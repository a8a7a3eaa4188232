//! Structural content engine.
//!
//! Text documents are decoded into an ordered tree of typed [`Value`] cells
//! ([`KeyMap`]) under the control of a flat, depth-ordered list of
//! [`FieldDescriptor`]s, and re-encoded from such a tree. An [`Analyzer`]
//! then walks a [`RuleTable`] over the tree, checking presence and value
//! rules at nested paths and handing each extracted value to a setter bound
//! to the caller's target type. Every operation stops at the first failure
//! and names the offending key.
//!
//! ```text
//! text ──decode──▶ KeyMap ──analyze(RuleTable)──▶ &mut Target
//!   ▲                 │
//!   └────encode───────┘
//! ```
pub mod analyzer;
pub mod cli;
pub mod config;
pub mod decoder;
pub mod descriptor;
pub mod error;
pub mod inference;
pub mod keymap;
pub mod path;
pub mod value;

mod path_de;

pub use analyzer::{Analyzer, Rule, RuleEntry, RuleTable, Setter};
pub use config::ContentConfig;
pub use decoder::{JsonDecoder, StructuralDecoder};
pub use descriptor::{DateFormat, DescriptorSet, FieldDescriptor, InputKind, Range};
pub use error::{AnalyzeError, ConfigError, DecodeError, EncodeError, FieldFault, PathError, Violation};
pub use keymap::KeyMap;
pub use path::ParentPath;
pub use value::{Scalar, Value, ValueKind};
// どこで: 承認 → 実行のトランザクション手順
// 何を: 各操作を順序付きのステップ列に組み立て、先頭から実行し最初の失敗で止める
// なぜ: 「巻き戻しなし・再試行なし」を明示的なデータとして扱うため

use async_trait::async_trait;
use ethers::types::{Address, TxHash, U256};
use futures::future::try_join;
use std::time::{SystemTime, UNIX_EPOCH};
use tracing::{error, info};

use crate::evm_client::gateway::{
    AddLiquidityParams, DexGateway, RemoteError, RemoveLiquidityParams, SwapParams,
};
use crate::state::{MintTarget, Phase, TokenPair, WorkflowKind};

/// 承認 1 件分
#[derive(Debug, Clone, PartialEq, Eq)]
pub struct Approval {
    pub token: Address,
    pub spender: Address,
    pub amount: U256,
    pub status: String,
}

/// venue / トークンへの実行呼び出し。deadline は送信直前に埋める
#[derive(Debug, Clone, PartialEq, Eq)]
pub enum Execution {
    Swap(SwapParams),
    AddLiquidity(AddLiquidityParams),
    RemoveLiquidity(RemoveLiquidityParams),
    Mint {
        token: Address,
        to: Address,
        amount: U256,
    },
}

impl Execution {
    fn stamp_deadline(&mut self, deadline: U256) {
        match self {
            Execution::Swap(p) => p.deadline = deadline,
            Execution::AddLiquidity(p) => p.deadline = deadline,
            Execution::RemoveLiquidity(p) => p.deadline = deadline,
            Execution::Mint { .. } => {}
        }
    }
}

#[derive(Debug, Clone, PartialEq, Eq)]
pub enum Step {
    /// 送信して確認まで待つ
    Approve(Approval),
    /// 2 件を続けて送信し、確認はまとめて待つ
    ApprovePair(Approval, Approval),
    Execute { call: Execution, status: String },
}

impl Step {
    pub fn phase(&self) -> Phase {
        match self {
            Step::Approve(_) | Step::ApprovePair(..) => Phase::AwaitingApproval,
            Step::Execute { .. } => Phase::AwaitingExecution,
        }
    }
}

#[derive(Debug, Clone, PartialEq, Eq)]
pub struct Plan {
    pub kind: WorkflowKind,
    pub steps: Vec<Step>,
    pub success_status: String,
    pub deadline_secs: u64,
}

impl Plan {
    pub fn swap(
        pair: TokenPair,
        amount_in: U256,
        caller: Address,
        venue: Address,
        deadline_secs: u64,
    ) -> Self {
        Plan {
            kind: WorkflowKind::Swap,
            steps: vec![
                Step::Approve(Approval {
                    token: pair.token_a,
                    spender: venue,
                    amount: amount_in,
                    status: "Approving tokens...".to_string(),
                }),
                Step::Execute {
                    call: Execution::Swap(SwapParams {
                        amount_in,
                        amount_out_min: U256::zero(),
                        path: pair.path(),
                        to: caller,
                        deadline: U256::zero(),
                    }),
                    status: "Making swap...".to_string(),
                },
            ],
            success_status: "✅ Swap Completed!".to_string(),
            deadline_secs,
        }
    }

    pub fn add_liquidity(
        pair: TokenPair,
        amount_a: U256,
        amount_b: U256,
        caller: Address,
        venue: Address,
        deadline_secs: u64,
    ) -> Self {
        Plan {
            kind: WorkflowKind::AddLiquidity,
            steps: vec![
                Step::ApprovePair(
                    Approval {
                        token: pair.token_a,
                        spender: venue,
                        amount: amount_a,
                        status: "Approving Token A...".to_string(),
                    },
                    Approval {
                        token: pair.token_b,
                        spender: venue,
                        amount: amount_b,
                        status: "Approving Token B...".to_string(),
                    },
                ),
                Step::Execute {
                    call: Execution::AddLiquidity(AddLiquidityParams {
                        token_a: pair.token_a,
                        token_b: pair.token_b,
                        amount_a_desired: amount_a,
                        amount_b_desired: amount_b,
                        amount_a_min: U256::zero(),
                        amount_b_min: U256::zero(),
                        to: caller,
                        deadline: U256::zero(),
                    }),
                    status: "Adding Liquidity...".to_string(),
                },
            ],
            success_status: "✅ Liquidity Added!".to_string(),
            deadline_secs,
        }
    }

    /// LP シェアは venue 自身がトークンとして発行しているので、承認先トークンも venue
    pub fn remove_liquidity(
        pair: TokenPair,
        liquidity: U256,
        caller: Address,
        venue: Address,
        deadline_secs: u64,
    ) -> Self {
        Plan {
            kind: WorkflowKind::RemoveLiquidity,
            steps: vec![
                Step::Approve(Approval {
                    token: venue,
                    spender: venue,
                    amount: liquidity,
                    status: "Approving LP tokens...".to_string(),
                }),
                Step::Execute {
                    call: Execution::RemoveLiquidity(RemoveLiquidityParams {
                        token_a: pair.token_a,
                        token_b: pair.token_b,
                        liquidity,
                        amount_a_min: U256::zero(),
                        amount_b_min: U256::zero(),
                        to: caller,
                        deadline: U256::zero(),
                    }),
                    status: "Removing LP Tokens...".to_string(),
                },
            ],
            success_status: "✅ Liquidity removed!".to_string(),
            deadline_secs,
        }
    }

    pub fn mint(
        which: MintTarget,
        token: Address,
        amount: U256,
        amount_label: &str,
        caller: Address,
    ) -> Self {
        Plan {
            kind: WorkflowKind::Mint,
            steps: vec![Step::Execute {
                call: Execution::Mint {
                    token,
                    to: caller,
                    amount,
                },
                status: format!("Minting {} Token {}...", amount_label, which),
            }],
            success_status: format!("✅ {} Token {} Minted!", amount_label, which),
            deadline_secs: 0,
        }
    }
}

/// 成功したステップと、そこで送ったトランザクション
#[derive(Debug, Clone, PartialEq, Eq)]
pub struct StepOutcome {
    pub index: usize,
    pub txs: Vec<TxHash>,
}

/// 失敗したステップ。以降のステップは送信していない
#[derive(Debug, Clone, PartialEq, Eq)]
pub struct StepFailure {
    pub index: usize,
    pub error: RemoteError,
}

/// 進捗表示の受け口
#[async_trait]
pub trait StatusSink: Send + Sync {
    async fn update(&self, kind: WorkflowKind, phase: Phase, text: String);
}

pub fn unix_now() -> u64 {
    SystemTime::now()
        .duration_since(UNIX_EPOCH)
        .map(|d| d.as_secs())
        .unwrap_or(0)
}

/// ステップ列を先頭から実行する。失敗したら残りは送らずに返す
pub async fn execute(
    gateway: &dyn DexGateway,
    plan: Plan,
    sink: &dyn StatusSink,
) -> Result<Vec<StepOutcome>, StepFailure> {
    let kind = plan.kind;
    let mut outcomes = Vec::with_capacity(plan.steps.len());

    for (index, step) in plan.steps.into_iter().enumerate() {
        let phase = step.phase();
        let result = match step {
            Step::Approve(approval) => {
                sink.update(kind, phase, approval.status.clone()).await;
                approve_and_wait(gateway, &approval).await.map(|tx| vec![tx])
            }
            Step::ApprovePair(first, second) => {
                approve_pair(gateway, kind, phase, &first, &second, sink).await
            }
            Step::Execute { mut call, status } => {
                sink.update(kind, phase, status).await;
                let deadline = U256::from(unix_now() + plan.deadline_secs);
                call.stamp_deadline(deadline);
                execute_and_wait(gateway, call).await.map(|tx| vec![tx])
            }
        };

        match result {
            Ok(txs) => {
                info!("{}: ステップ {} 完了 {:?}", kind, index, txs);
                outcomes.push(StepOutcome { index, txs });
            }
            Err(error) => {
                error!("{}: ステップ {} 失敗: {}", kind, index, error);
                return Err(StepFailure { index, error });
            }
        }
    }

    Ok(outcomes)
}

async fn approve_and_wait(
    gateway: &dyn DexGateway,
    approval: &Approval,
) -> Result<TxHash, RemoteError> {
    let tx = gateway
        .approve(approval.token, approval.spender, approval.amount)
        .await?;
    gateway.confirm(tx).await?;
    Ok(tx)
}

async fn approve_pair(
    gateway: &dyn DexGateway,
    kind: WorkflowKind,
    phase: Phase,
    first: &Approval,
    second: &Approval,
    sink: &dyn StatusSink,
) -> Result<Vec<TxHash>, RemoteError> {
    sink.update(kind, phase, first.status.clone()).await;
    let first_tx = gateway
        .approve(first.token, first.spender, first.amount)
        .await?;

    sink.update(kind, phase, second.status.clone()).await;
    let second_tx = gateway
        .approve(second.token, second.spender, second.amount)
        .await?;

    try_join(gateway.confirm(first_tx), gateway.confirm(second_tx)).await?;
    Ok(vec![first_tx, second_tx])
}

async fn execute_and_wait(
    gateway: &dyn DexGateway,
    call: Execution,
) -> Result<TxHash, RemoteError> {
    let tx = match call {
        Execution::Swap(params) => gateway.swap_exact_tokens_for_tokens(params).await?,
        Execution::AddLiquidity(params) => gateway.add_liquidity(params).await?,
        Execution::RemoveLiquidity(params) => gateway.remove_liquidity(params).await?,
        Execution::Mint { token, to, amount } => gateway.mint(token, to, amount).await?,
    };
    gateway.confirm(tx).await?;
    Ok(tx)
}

---

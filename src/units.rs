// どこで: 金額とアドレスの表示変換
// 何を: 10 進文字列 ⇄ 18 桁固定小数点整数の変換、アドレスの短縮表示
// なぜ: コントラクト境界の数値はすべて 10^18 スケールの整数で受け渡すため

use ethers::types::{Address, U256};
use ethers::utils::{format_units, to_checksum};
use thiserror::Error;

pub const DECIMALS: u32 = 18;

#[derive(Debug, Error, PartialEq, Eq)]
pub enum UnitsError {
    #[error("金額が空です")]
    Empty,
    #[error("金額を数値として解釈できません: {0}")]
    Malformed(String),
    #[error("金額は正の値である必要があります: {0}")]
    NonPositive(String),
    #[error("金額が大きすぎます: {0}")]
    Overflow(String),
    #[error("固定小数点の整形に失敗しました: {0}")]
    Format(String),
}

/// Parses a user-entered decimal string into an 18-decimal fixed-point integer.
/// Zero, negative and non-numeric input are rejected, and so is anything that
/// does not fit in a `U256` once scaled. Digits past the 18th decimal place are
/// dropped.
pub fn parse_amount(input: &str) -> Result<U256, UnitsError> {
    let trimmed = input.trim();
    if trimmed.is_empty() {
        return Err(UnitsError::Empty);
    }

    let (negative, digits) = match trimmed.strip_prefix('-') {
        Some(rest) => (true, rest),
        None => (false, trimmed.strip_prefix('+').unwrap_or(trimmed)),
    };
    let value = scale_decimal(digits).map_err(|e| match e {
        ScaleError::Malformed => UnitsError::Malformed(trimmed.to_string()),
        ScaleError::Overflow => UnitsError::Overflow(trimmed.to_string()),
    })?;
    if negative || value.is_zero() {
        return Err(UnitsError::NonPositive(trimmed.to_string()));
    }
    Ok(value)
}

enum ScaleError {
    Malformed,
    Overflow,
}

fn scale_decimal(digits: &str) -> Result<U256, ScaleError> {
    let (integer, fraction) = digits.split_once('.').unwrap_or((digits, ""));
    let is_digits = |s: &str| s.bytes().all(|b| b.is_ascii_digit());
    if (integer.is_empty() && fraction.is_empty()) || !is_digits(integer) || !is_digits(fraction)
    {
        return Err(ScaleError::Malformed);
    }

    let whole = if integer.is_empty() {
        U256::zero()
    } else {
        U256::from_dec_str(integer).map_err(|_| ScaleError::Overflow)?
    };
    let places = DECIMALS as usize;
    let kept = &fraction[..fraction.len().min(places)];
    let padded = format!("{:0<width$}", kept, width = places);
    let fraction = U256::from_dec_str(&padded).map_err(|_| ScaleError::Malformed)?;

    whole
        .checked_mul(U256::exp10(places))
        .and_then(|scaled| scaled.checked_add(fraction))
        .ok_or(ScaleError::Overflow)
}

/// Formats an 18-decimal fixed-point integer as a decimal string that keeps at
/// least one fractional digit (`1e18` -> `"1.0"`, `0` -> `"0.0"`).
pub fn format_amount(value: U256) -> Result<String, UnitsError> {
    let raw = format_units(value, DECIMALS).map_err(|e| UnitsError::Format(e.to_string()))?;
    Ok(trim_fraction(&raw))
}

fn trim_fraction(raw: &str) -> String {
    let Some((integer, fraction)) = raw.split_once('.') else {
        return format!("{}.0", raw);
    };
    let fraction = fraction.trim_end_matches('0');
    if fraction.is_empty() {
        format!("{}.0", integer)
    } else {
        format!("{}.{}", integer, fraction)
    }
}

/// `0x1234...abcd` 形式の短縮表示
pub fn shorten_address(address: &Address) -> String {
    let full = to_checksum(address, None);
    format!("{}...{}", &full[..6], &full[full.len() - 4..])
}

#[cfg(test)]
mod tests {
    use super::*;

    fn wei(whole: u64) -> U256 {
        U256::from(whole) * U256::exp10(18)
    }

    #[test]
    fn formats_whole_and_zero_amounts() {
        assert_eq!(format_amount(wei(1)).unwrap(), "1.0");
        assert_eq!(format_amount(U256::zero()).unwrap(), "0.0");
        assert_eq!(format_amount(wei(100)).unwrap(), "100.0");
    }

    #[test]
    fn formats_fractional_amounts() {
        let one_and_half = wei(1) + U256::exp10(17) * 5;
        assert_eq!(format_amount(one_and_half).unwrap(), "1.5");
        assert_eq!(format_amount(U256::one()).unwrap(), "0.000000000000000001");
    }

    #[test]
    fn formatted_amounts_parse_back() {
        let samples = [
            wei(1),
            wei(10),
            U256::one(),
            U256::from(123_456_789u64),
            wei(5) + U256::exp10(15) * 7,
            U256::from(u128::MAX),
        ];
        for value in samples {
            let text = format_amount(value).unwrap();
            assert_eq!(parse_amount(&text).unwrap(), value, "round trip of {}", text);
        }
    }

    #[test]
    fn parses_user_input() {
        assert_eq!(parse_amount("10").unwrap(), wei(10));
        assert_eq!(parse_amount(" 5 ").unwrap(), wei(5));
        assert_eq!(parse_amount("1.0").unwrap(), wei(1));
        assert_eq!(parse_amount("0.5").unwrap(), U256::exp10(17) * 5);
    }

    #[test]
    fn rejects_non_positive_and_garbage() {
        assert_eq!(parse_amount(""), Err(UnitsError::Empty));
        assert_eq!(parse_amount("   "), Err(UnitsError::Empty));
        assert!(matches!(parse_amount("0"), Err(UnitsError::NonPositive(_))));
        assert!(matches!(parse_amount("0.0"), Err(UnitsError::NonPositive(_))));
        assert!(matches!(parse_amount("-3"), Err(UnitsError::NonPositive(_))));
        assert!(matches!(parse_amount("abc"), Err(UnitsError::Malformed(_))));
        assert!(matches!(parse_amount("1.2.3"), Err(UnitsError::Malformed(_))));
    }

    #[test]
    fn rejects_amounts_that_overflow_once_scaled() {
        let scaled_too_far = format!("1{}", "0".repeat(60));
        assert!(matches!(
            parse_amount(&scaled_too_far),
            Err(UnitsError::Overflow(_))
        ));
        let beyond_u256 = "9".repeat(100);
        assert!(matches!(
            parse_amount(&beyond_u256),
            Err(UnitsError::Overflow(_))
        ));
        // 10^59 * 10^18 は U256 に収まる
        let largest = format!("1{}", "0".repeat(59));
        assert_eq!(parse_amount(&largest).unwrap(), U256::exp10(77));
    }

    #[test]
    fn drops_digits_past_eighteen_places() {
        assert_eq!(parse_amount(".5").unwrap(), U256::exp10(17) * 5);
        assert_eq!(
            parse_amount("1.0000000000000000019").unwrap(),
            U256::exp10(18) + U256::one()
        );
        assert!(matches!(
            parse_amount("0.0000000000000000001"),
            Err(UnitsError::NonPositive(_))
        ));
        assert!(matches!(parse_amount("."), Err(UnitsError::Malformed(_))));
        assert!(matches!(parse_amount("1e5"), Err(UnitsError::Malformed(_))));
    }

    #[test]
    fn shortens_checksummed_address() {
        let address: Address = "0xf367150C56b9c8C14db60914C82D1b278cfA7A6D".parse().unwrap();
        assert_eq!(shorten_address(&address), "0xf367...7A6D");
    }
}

| Required action |
Run a filter over the data above and keep each line that contains the word "FieldDescriptor".

| Your response |
//! [`FieldDescriptor`]s, and re-encoded from such a tree. An [`Analyzer`]
pub use descriptor::{DateFormat, DescriptorSet, FieldDescriptor, InputKind, Range};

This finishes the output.